[REQUIRED ACTION]
Output exactly, with nothing added, the entries from the first line through the line with "pg_config.password = Some(config.password);".

***** RECORDS SUPPLIED

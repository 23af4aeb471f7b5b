use async_trait::async_trait;
use chrono::{DateTime, Utc};
use deadpool_postgres::{Config, Object, Pool, Runtime};
use native_tls::TlsConnector;
use postgres_native_tls::MakeTlsConnector;
use tokio_postgres::Row;
use tracing::{error, info, warn};

use super::PollRepository;
use crate::{
    config::DatabaseConfig,
    error::ApiError,
    models::{Choice, CreateChoiceRequest, CreateQuestionRequest, Question},
};

const QUESTION_COLUMNS: &str = "id, question_text, pub_date";
const CHOICE_COLUMNS: &str = "id, question_id, choice_text, votes";

/// PostgreSQL-backed repository holding a deadpool connection pool.
#[derive(Clone)]
pub struct Database {
    pool: Pool,
}

impl Database {
    /// Builds the pool and checks that a connection can be made.
    pub async fn new(config: DatabaseConfig) -> Result<Self, ApiError> {
        info!("Creating PostgreSQL connection pool for host: {}:{}", config.host, config.port);

        let pool = Self::create_pool(config)?;

        let db = Database { pool };
        db.test_connection().await?;

        Ok(db)
    }

    fn create_pool(config: DatabaseConfig) -> Result<Pool, ApiError> {
        let mut pg_config = Config::new();

        pg_config.host = Some(config.host);
        pg_config.port = Some(config.port);
        pg_config.dbname = Some(config.database);
        pg_config.user = Some(config.username);
        pg_config.password = Some(config.password);
        pg_config.connect_timeout = Some(config.connection_timeout);

        pg_config.ssl_mode = Some(match config.ssl_mode.as_str() {
            "disable" => deadpool_postgres::SslMode::Disable,
            "prefer" => deadpool_postgres::SslMode::Prefer,
            "require" => deadpool_postgres::SslMode::Require,
            other => {
                warn!("Unknown SSL mode '{}', defaulting to 'prefer'", other);
                deadpool_postgres::SslMode::Prefer
            }
        });

        pg_config.manager = Some(deadpool_postgres::ManagerConfig {
            recycling_method: deadpool_postgres::RecyclingMethod::Fast,
        });

        pg_config.pool = Some(deadpool_postgres::PoolConfig::new(config.max_connections as usize));

        let tls_connector = TlsConnector::builder()
            .build()
            .map_err(|e| {
                error!("Failed to create TLS connector: {}", e);
                ApiError::Database(format!("TLS connector creation failed: {}", e))
            })?;
        let tls = MakeTlsConnector::new(tls_connector);

        pg_config.create_pool(Some(Runtime::Tokio1), tls)
            .map_err(|e| {
                error!("Failed to create connection pool: {}", e);
                ApiError::Database(format!("Connection pool creation failed: {}", e))
            })
    }

    async fn get_connection(&self) -> Result<Object, ApiError> {
        self.pool.get().await.map_err(ApiError::from)
    }

    /// Creates the question and choice tables if they do not exist yet.
    pub async fn migrate(&self) -> Result<(), ApiError> {
        info!("Running database migrations");

        let client = self.get_connection().await?;

        let statements = [
            (
                "polls_question table",
                r#"
                CREATE TABLE IF NOT EXISTS polls_question (
                    id SERIAL PRIMARY KEY,
                    question_text VARCHAR(200) NOT NULL,
                    pub_date TIMESTAMPTZ NOT NULL
                )
                "#,
            ),
            (
                "polls_question pub_date index",
                "CREATE INDEX IF NOT EXISTS idx_polls_question_pub_date ON polls_question(pub_date DESC)",
            ),
            (
                "polls_choice table",
                r#"
                CREATE TABLE IF NOT EXISTS polls_choice (
                    id SERIAL PRIMARY KEY,
                    question_id INTEGER NOT NULL REFERENCES polls_question(id) ON DELETE CASCADE,
                    choice_text VARCHAR(200) NOT NULL,
                    votes INTEGER NOT NULL DEFAULT 0 CHECK (votes >= 0)
                )
                "#,
            ),
            (
                "polls_choice question_id index",
                "CREATE INDEX IF NOT EXISTS idx_polls_choice_question_id ON polls_choice(question_id)",
            ),
        ];

        for (name, sql) in statements {
            client.execute(sql, &[])
                .await
                .map_err(|e| {
                    error!("Failed to create {}: {}", name, e);
                    ApiError::Database(format!("Migration of {} failed: {}", name, e))
                })?;
        }

        info!("Database migrations completed successfully");
        Ok(())
    }

    pub async fn test_connection(&self) -> Result<(), ApiError> {
        let client = self.get_connection().await?;

        client.execute("SELECT 1", &[])
            .await
            .map_err(|e| {
                error!("Database connection test failed: {}", e);
                ApiError::Database(format!("Connection test failed: {}", e))
            })?;

        info!("Database connection test successful");
        Ok(())
    }
}

fn question_from_row(row: &Row) -> Question {
    Question {
        id: row.get(0),
        question_text: row.get(1),
        pub_date: row.get(2),
    }
}

fn choice_from_row(row: &Row) -> Choice {
    Choice {
        id: row.get(0),
        question_id: row.get(1),
        choice_text: row.get(2),
        votes: row.get(3),
    }
}

#[async_trait]
impl PollRepository for Database {
    async fn list_recent(
        &self,
        now: DateTime<Utc>,
        limit: Option<usize>,
    ) -> Result<Vec<Question>, ApiError> {
        let client = self.get_connection().await?;

        // LIMIT NULL means no limit in PostgreSQL
        let limit = limit.map(|l| l as i64);
        let query = format!(
            "SELECT {} FROM polls_question WHERE pub_date <= $1 ORDER BY pub_date DESC, id DESC LIMIT $2",
            QUESTION_COLUMNS
        );

        let rows = client.query(query.as_str(), &[&now, &limit])
            .await
            .map_err(ApiError::from)?;

        Ok(rows.iter().map(question_from_row).collect())
    }

    async fn get_by_id(&self, question_id: i32) -> Result<Question, ApiError> {
        let client = self.get_connection().await?;
        let query = format!("SELECT {} FROM polls_question WHERE id = $1", QUESTION_COLUMNS);

        let row = client.query_opt(query.as_str(), &[&question_id])
            .await
            .map_err(ApiError::from)?;

        row.as_ref()
            .map(question_from_row)
            .ok_or_else(|| ApiError::NotFound(format!("Question with id {}", question_id)))
    }

    async fn choices_for(&self, question_id: i32) -> Result<Vec<Choice>, ApiError> {
        let client = self.get_connection().await?;
        let query = format!(
            "SELECT {} FROM polls_choice WHERE question_id = $1 ORDER BY id ASC",
            CHOICE_COLUMNS
        );

        let rows = client.query(query.as_str(), &[&question_id])
            .await
            .map_err(ApiError::from)?;

        Ok(rows.iter().map(choice_from_row).collect())
    }

    async fn create_question(&self, request: CreateQuestionRequest) -> Result<Question, ApiError> {
        request.validate().map_err(ApiError::Validation)?;

        let question_text = request.get_normalized_question_text();
        let client = self.get_connection().await?;

        let query = format!(
            "INSERT INTO polls_question (question_text, pub_date) VALUES ($1, $2) RETURNING {}",
            QUESTION_COLUMNS
        );

        let row = client.query_one(query.as_str(), &[&question_text, &request.pub_date])
            .await
            .map_err(ApiError::from)?;

        let question = question_from_row(&row);
        info!("Created question with id: {}", question.id);
        Ok(question)
    }

    async fn add_choice(
        &self,
        question_id: i32,
        request: CreateChoiceRequest,
    ) -> Result<Choice, ApiError> {
        request.validate().map_err(ApiError::Validation)?;

        let choice_text = request.get_normalized_choice_text();
        let client = self.get_connection().await?;

        let query = format!(
            "INSERT INTO polls_choice (question_id, choice_text, votes) VALUES ($1, $2, $3) RETURNING {}",
            CHOICE_COLUMNS
        );

        // A missing question surfaces as a foreign key violation, mapped to NotFound
        let row = client.query_one(query.as_str(), &[&question_id, &choice_text, &request.votes])
            .await
            .map_err(ApiError::from)?;

        let choice = choice_from_row(&row);
        info!("Created choice with id: {} for question: {}", choice.id, question_id);
        Ok(choice)
    }

    async fn delete_question(&self, question_id: i32) -> Result<(), ApiError> {
        let client = self.get_connection().await?;

        // Choices go with it through ON DELETE CASCADE
        let rows_affected = client.execute("DELETE FROM polls_question WHERE id = $1", &[&question_id])
            .await
            .map_err(ApiError::from)?;

        if rows_affected == 0 {
            Err(ApiError::NotFound(format!("Question with id {}", question_id)))
        } else {
            info!("Deleted question with id: {}", question_id);
            Ok(())
        }
    }

    async fn count_questions(&self) -> Result<i64, ApiError> {
        let client = self.get_connection().await?;

        let row = client.query_one("SELECT COUNT(*) FROM polls_question", &[])
            .await
            .map_err(ApiError::from)?;

        Ok(row.get(0))
    }

    async fn health_check(&self) -> Result<(), ApiError> {
        let client = self.get_connection().await?;

        client.execute("SELECT 1", &[])
            .await
            .map_err(|e| {
                error!("Database health check failed: {}", e);
                ApiError::Database(format!("Health check failed: {}", e))
            })?;

        Ok(())
    }
}
// Models module

pub mod choice;
pub mod question;

// Re-export commonly used types
pub use choice::{format_choice_line, Choice, CreateChoiceRequest};
pub use question::{latest_questions, was_published_recently, CreateQuestionRequest, Question};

**********

[EXERCISE OUTPUT]
repository 23af4aeb471f7b5b
use async_trait::async_trait;
use chrono::{DateTime, Utc};
use deadpool_postgres::{Config, Object, Pool, Runtime};
use native_tls::TlsConnector;
use postgres_native_tls::MakeTlsConnector;
use tokio_postgres::Row;
use tracing::{error, info, warn};

use super::PollRepository;
use crate::{
    config::DatabaseConfig,
    error::ApiError,
    models::{Choice, CreateChoiceRequest, CreateQuestionRequest, Question},
};

const QUESTION_COLUMNS: &str = "id, question_text, pub_date";
const CHOICE_COLUMNS: &str = "id, question_id, choice_text, votes";

/// PostgreSQL-backed repository holding a deadpool connection pool.
#[derive(Clone)]
pub struct Database {
    pool: Pool,
}

impl Database {
    /// Builds the pool and checks that a connection can be made.
    pub async fn new(config: DatabaseConfig) -> Result<Self, ApiError> {
        info!("Creating PostgreSQL connection pool for host: {}:{}", config.host, config.port);

        let pool = Self::create_pool(config)?;

        let db = Database { pool };
        db.test_connection().await?;

        Ok(db)
    }

    fn create_pool(config: DatabaseConfig) -> Result<Pool, ApiError> {
        let mut pg_config = Config::new();

        pg_config.host = Some(config.host);
        pg_config.port = Some(config.port);
        pg_config.dbname = Some(config.database);
        pg_config.user = Some(config.username);
        pg_config.password = Some(config.password);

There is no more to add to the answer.